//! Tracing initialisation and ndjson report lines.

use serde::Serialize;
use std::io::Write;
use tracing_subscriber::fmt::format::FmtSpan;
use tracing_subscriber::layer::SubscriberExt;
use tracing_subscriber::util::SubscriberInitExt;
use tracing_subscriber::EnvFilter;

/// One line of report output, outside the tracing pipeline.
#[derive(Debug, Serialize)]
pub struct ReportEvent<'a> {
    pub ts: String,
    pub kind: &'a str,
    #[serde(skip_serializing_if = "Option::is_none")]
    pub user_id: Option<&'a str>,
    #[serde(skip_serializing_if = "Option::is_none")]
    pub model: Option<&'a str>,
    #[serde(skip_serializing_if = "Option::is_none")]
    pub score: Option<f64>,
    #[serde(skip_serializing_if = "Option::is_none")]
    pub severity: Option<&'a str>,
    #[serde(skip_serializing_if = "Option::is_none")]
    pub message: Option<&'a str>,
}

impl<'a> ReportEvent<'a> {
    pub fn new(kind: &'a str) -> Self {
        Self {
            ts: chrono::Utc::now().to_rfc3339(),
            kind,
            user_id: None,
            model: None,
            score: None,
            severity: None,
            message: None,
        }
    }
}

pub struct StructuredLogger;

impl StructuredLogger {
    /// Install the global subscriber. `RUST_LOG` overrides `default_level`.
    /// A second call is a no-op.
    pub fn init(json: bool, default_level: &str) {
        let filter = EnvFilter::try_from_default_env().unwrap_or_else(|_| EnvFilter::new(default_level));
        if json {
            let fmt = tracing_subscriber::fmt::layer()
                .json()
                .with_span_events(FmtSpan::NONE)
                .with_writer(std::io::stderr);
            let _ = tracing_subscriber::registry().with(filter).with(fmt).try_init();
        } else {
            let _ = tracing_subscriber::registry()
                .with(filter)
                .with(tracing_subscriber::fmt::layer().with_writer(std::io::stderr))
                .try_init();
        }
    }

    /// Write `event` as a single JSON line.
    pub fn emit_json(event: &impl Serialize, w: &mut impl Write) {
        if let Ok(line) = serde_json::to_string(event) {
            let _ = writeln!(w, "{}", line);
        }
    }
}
---
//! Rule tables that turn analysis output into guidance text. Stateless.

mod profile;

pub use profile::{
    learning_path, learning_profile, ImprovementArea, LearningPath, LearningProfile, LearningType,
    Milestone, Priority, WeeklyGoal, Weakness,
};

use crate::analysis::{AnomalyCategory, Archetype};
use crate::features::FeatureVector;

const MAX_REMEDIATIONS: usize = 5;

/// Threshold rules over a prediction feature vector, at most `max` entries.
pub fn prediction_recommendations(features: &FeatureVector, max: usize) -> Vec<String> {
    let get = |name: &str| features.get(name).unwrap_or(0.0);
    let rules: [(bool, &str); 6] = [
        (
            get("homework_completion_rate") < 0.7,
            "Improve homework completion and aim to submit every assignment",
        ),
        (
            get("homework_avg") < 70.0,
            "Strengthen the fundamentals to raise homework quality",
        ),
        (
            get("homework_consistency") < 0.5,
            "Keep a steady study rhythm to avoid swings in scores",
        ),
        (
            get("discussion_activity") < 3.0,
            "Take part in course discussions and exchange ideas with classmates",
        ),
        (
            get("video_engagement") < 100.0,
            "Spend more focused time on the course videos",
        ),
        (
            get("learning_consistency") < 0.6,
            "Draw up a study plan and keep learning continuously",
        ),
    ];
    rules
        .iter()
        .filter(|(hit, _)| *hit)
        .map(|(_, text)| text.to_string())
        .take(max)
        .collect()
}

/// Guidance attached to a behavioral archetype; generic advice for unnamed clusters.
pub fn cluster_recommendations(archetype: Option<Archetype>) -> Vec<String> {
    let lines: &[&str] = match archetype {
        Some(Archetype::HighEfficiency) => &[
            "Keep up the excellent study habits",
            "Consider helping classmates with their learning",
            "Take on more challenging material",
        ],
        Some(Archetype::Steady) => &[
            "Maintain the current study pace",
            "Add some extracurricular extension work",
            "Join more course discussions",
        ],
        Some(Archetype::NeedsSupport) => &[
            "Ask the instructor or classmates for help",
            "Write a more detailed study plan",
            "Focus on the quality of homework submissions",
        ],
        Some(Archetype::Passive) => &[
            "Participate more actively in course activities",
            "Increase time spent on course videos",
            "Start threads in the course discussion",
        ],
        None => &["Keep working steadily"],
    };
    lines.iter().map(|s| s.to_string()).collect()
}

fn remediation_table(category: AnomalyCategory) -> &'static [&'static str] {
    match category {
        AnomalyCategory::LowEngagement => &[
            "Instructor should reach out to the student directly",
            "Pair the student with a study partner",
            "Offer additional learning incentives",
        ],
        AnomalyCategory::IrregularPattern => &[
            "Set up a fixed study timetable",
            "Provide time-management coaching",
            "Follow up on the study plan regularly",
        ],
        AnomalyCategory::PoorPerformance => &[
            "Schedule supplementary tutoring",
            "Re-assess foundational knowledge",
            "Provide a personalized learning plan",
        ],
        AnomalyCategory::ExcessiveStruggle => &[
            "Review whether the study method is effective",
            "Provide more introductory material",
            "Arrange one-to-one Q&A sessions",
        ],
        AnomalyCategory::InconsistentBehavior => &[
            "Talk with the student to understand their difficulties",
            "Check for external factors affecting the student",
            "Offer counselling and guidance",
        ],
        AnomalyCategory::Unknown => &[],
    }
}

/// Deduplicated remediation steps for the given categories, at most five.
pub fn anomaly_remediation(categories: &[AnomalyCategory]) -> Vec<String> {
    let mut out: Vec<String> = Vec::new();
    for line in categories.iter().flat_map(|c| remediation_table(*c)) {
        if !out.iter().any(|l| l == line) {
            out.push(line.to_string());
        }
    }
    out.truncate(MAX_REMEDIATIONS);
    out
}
--
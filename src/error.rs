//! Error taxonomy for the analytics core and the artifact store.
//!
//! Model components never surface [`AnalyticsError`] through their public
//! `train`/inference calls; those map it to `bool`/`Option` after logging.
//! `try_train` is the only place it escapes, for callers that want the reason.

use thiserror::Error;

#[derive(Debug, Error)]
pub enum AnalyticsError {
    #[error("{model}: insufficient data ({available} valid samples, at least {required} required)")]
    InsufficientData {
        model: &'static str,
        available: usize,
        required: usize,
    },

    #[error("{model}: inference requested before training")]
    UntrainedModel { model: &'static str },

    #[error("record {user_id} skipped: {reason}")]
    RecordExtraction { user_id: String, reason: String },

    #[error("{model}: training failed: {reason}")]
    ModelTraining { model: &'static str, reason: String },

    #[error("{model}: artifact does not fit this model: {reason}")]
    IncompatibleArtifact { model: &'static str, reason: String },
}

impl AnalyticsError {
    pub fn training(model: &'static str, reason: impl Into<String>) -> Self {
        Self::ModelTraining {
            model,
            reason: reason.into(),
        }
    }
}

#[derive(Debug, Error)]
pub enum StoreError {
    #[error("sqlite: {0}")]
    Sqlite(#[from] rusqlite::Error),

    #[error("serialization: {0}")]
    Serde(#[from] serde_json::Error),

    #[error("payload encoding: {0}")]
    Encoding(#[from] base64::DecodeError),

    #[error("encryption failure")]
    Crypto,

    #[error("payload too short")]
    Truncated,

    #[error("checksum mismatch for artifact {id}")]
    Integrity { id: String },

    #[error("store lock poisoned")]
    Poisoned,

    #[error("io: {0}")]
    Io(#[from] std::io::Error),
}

#### Task to carry out:
Give back exactly the lines of the listing above that run from the line with "the tracing pipeline." to the line with "pub model: Option<&'a", inclusive.

#### Your response:
/// One line of report output, outside the tracing pipeline.
#[derive(Debug, Serialize)]
pub struct ReportEvent<'a> {
    pub ts: String,
    pub kind: &'a str,
    #[serde(skip_serializing_if = "Option::is_none")]
    pub user_id: Option<&'a str>,
    #[serde(skip_serializing_if = "Option::is_none")]
    pub model: Option<&'a str>,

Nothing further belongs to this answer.